In the event that any such Force Majeure occurs, then Sections 2.4 and
11.4 shall apply, as the context requires.
13. GOVERNING LAW; ARBITRATION
13.1. This Supply Agreement shall be governed by, interpreted and construed,
and all claims and disputes, whether in tort, contract, or otherwise be
resolved in accordance with the substantive laws of the State of New
Jersey, without reference to any rules of conflict or laws of renvoi.

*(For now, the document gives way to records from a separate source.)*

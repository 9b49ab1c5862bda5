pub mod logging;
pub mod oauth;
pub mod session;

use clap::{
    builder::styling::{AnsiColor, Effects, Styles},
    Arg, ColorChoice, Command,
};

#[must_use]
pub fn new() -> Command {
    let styles = Styles::styled()
        .header(AnsiColor::Yellow.on_default() | Effects::BOLD)
        .usage(AnsiColor::Green.on_default() | Effects::BOLD)
        .literal(AnsiColor::Blue.on_default() | Effects::BOLD)
        .placeholder(AnsiColor::Green.on_default());

    let command = Command::new("ensaluti")
        .about(env!("CARGO_PKG_DESCRIPTION"))
        .version(env!("CARGO_PKG_VERSION"))
        .color(ColorChoice::Auto)
        .styles(styles)
        .arg(
            Arg::new("port")
                .short('p')
                .long("port")
                .help("Port to listen on")
                .default_value("3000")
                .env("ENSALUTI_PORT")
                .value_parser(clap::value_parser!(u16)),
        );

    let command = oauth::with_args(command);
    let command = session::with_args(command);
    logging::with_args(command)
}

13.2. In the event of any controversy or claim arising out of or relating to
this Supply Agreement, performance hereunder, termination hereof, or any
relationship created hereby, or related in any way to the Supplied
Product, each party irrevocably submits to the exclusive jurisdiction of
the courts of the State of New Jersey and the Federal courts of the
United States District Court for the District of New Jersey for the
purposes of any suit, action or other proceeding arising out of this
Supply Agreement or transactions contemplated hereby. Each party
irrevocably and unconditionally waives any objection to the laying of
venue in the state and Federal courts of New Jersey as stated above and
that any such action was brought in an inconvenient forum.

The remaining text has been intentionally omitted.